Approaches in Employee Counselling

Approaches to Employee Counselling

In attempting to help an employee who has a problem, a variety of counseling approaches/ techniques are used. All of these counseling approaches, however, depend on active listening. Sometimes the mere furnishing of information or advice may be the solution to what at first appeared to be a problem. More frequently, however, the problem cannot be solved easily because of frustrations or conflicts that are accompanied by strong feelings such as fear, confusion, or hostility.

A manager, therefore, needs to learn to use whatever approach appears to be suitable at the time. Flexibility is a key component of the employee counseling process.

Directive Counselling centers on the counselor. It is the process of listening to an employee’s problem, deciding with the employee what should be done and telling and motivating the employee to do it. This type of counseling mostly does the function of advice, reassurance and communication. It may also perform other functions of counseling. But directive counselling seldom succeeds, as people do not wish to take up advice normally, no matter how good it might be.

Non-directive Counseling is where; the employee is permitted to have maximum freedom in determining the course of the interview. It is the process of skillfully listening and encouraging a counselee to explain troublesome problems, understand them and determine appropriate solutions.
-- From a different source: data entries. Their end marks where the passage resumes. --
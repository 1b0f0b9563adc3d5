//! Channel-backed implementation of the message bus port

use std::sync::Arc;

use async_trait::async_trait;
use serde_json::Value;
use tokio::sync::mpsc;
use tokio::sync::RwLock;
use tracing::{debug, warn};

use weft_core::{CoreError, MessageBus};

/// One published message
#[derive(Debug, Clone, PartialEq)]
pub struct BusMessage {
    /// Subject the message was addressed to
    pub subject: String,

    /// JSON payload
    pub payload: Value,
}

/// In-memory message bus backed by an unbounded channel
///
/// Publishes are forwarded to a single consumer (the embedder's loop) and
/// appended to a log for inspection. When the consumer is gone the bus
/// degrades to log-only; in an at-least-once world a dropped receiver is
/// the embedder shutting down, not an error the publisher can act on.
pub struct InMemoryMessageBus {
    tx: mpsc::UnboundedSender<BusMessage>,
    log: Arc<RwLock<Vec<BusMessage>>>,
}

impl InMemoryMessageBus {
    /// Create a bus and its consumer end
    pub fn new() -> (Self, mpsc::UnboundedReceiver<BusMessage>) {
        let (tx, rx) = mpsc::unbounded_channel();
        (
            Self {
                tx,
                log: Arc::new(RwLock::new(Vec::new())),
            },
            rx,
        )
    }

    /// Every message ever published, in publish order
    pub async fn published(&self) -> Vec<BusMessage> {
        self.log.read().await.clone()
    }

    /// Published payloads for one subject
    pub async fn published_on(&self, subject: &str) -> Vec<Value> {
        self.log
            .read()
            .await
            .iter()
            .filter(|m| m.subject == subject)
            .map(|m| m.payload.clone())
            .collect()
    }
}

#[async_trait]
impl MessageBus for InMemoryMessageBus {
    async fn publish(&self, subject: &str, payload: Value) -> Result<(), CoreError> {
        let message = BusMessage {
            subject: subject.to_string(),
            payload,
        };

        self.log.write().await.push(message.clone());

        if self.tx.send(message).is_err() {
            warn!(subject = %subject, "Bus consumer gone; message logged only");
        } else {
            debug!(subject = %subject, "Message published");
        }

        Ok(())
    }
}

#[cfg(test)]
mod tests {
    use super::*;
    use serde_json::json;

    #[tokio::test]
    async fn test_publish_reaches_consumer_and_log() {
        let (bus, mut rx) = InMemoryMessageBus::new();
        bus.publish("task.start", json!({"stateId": 1})).await.unwrap();

        let received = rx.recv().await.unwrap();
        assert_eq!(received.subject, "task.start");
        assert_eq!(received.payload, json!({"stateId": 1}));

        assert_eq!(bus.published().await.len(), 1);
        assert_eq!(bus.published_on("task.start").await, vec![json!({"stateId": 1})]);
    }

    #[tokio::test]
    async fn test_publish_without_consumer_still_logs() {
        let (bus, rx) = InMemoryMessageBus::new();
        drop(rx);

        bus.publish("data.start", json!({})).await.unwrap();
        assert_eq!(bus.published().await.len(), 1);
    }
}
Fundamentally, the approach is to listen, with understanding and without criticism or appraisal, to the problem as it is described by the employee. The employee is encouraged, through the manager’s attitude and reaction to what is said or not said, to express feelings without fear of shame, embarrassment, or reprisal.

The free expression that is encouraged in the non-directive approach tends to reduce tensions and frustrations. The employee who has had an opportunity to release pent-up feelings is usually in a better position to view the problem more objectively and with a problem-solving attitude. Non-directive counseling works best for more complicated performance issues such as personal conflicts, communication difficulties or changes in behavior caused by problems outside work. The unique advantage of this type of counselling is its ability to cause the employees reorientation. The main stress is to ‘change’ the person instead of dealing with his immediate problem only.

Cooperative/ participative Counselling is the process in which both the counselor and client mutually cooperate to solve the problems of the client. It is neither wholly client centered nor wholly counselor centered but it is centers both counselor and client equally. It is defined as mutual discussion of an employee’s emotional problem to set up conditions and plans of actions that will remedy it. This is because the Counselor and counselee mutually apply their different knowledge, perceptions, skills, perspectives and values to problem into the problems and find solutions. This form of counselling appears to be more suitable to managerial attitude and temperament in our country.

Concluding Remarks

Among the three from of counselling, the advice offered in directive counseling considers the surface crises; the nondirective counselling goes to the underlying cause, the real crisis that leads the employee to understand his problem. It is thus suggested that nondirective to counselling is, probably, the best among the three forms.